-- About this exercise --
Show the lines of the material that contain the word "String".

----- Dataset excerpts

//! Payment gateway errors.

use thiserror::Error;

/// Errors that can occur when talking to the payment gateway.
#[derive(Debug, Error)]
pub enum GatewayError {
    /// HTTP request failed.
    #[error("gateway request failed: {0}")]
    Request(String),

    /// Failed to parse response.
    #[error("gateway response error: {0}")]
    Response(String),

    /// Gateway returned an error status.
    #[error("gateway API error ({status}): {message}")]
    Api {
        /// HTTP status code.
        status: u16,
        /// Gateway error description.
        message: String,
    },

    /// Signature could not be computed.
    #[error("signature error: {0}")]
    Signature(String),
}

----------

-- Output for this exercise --
    Request(String),
    Response(String),
        message: String,
    Signature(String),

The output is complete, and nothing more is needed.